Mac's Buckingham going his own way
LV Review Journal
Bill Clinton can't quit Fleetwood Mac. As you'll remember, his campaign theme song was "Don't Stop (Thinking About Tomorrow)." His favorite band still is the big Mac, says guitarist Lindsey Buckingham.
So Clinton asked the band -- which is sometimes together, sometimes not -- to play Friday at his 65th birthday gala at the Hollywood Palladium. (His actual birthday was Aug. 19.)
Buckingham said no, but not for political reasons.
"I was gonna have to cancel two weeks of shows" to do it, he tells me, "because we'd have to go rehearse. It just wasn't possible."
So Fleetwood Mac's Stevie Nicks offered to perform for Clinton, instead.
Here's the Vegas connection. Nicks is performing Saturday at the Hard Rock Hotel. Buckingham is playing Friday at Aliante Station.
Buckingham says it's just a coincidence the two Fleetwood Mac stars -- and ex-lovers in the '70s -- are gigging in Vegas separately on the same weekend.
However, he says the reason Nicks is staging a Vegas show at all is to earn money to cover her costs of putting on a birthday concert for the former Mr. President.
"To get the band up and running (even for one night) is not an inexpensive proposition. So I think (Nicks') idea was to do the Las Vegas show (and a few other tour dates) just to subsidize that effort," Buckingham says. "That's my understanding of it, anyway. That's how it was put to me."
Clinton also is hosting a concert Saturday at the Hollywood Bowl, with Bono and The Edge, Lady Gaga, Usher, Kenny Chesney and Juanes.

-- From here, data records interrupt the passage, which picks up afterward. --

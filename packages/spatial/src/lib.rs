#![cfg_attr(feature = "fail-on-warnings", deny(warnings))]
#![warn(clippy::all, clippy::pedantic, clippy::nursery, clippy::cargo)]
#![allow(clippy::multiple_crate_versions, clippy::cargo_common_metadata)]

//! Broad-phase spatial index over entity bounding boxes.
//!
//! Maps each entity's bounding box to its identifier in a bulk-loaded
//! R-tree. A box query returns *candidate* ids only — every entry whose
//! box overlaps the query box — to be refined by exact geometry tests
//! against the entities themselves. The index never owns geometry.

use std::collections::BTreeSet;

use rstar::{AABB, Envelope, PointDistance, RTree, RTreeObject};
use thiserror::Error;

/// Axis-aligned bounding box in canonical coordinates.
pub type Aabb = AABB<[f64; 2]>;

/// One indexed bounding box and the id of the entity it belongs to.
#[derive(Debug)]
struct IndexedBox {
    id: String,
    envelope: Aabb,
}

impl RTreeObject for IndexedBox {
    type Envelope = Aabb;

    fn envelope(&self) -> Self::Envelope {
        self.envelope
    }
}

impl PointDistance for IndexedBox {
    fn distance_2(&self, point: &[f64; 2]) -> f64 {
        self.envelope.distance_2(point)
    }
}

/// Internal invariant violations found while building an index.
///
/// These are fatal for the generation being built: a corrupt index is
/// rejected rather than published.
#[derive(Debug, Clone, PartialEq, Eq, Error)]
pub enum IndexError {
    /// The same id appeared on more than one entry.
    #[error("duplicate id in spatial index: {id}")]
    DuplicateId {
        /// The offending identifier.
        id: String,
    },
}

/// A bulk-loaded, read-only R-tree over `(id, bounding box)` entries.
///
/// Built once per dataset generation via sort-and-pack bulk loading
/// (O(n log n)), never mutated afterwards; queries are O(log n + k).
#[derive(Debug)]
pub struct SpatialIndex {
    tree: RTree<IndexedBox>,
}

impl SpatialIndex {
    /// Bulk-constructs an index from `(id, bounding box)` entries.
    ///
    /// # Errors
    ///
    /// Returns [`IndexError::DuplicateId`] if two entries share an id.
    pub fn bulk_load(entries: Vec<(String, Aabb)>) -> Result<Self, IndexError> {
        let mut seen = BTreeSet::new();
        for (id, _) in &entries {
            if !seen.insert(id.as_str()) {
                return Err(IndexError::DuplicateId { id: id.clone() });
            }
        }

        let boxes = entries
            .into_iter()
            .map(|(id, envelope)| IndexedBox { id, envelope })
            .collect();
        let tree = RTree::bulk_load(boxes);
        log::debug!("Bulk-loaded spatial index with {} entries", tree.size());

        Ok(Self { tree })
    }

    /// Ids of all entries whose bounding box overlaps the query box.
    ///
    /// This is a broad-phase candidate set; callers refine it with exact
    /// geometry tests.
    pub fn query(&self, bbox: &Aabb) -> impl Iterator<Item = &str> {
        self.tree
            .locate_in_envelope_intersecting(bbox)
            .map(|entry| entry.id.as_str())
    }

    /// Id of the entry whose bounding box is closest to the point, if the
    /// index is non-empty. Used to disambiguate lookups at boundaries.
    #[must_use]
    pub fn nearest(&self, point: [f64; 2]) -> Option<&str> {
        self.tree
            .nearest_neighbor(&point)
            .map(|entry| entry.id.as_str())
    }

    /// Number of indexed entries.
    #[must_use]
    pub fn len(&self) -> usize {
        self.tree.size()
    }

    /// Whether the index holds no entries.
    #[must_use]
    pub fn is_empty(&self) -> bool {
        self.tree.size() == 0
    }
}

#[cfg(test)]
mod tests {
    use super::*;

    fn boxed(id: &str, min: [f64; 2], max: [f64; 2]) -> (String, Aabb) {
        (id.to_string(), AABB::from_corners(min, max))
    }

    #[test]
    fn query_returns_overlapping_candidates_only() {
        let index = SpatialIndex::bulk_load(vec![
            boxed("a", [0.0, 0.0], [10.0, 10.0]),
            boxed("b", [5.0, 5.0], [15.0, 15.0]),
            boxed("c", [100.0, 100.0], [110.0, 110.0]),
        ])
        .unwrap();

        let mut hits: Vec<&str> = index
            .query(&AABB::from_corners([8.0, 8.0], [9.0, 9.0]))
            .collect();
        hits.sort_unstable();
        assert_eq!(hits, ["a", "b"]);
    }

    #[test]
    fn point_query_uses_zero_area_box() {
        let index = SpatialIndex::bulk_load(vec![
            boxed("a", [0.0, 0.0], [10.0, 10.0]),
            boxed("c", [100.0, 100.0], [110.0, 110.0]),
        ])
        .unwrap();

        let hits: Vec<&str> = index.query(&AABB::from_point([3.0, 3.0])).collect();
        assert_eq!(hits, ["a"]);
    }

    #[test]
    fn nearest_picks_closest_box() {
        let index = SpatialIndex::bulk_load(vec![
            boxed("a", [0.0, 0.0], [10.0, 10.0]),
            boxed("c", [100.0, 100.0], [110.0, 110.0]),
        ])
        .unwrap();

        assert_eq!(index.nearest([90.0, 90.0]), Some("c"));
        assert_eq!(index.nearest([20.0, 20.0]), Some("a"));
    }

    #[test]
    fn nearest_on_empty_index_is_none() {
        let index = SpatialIndex::bulk_load(Vec::new()).unwrap();
        assert!(index.is_empty());
        assert_eq!(index.nearest([0.0, 0.0]), None);
    }

    #[test]
    fn rejects_duplicate_ids() {
        let err = SpatialIndex::bulk_load(vec![
            boxed("a", [0.0, 0.0], [10.0, 10.0]),
            boxed("a", [5.0, 5.0], [15.0, 15.0]),
        ])
        .unwrap_err();
        assert_eq!(err, IndexError::DuplicateId { id: "a".into() });
    }
}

If you want to attend Clinton's weekend, you'll have to pony up $1,000 to $1 million.
A million bucks. What's that get you? Glad you asked: a bunch of tickets to the concerts; seats at sound check; receptions with Clinton; seats at his table; a Chelsea Clinton brunch; and a golf outing with Bill. Ticket sales will go to the William J. Clinton humanitarian foundation.
Buckingham's Aliante tickets cost $53-$82. Nicks' Hard Rock tickets fetch $45-$156.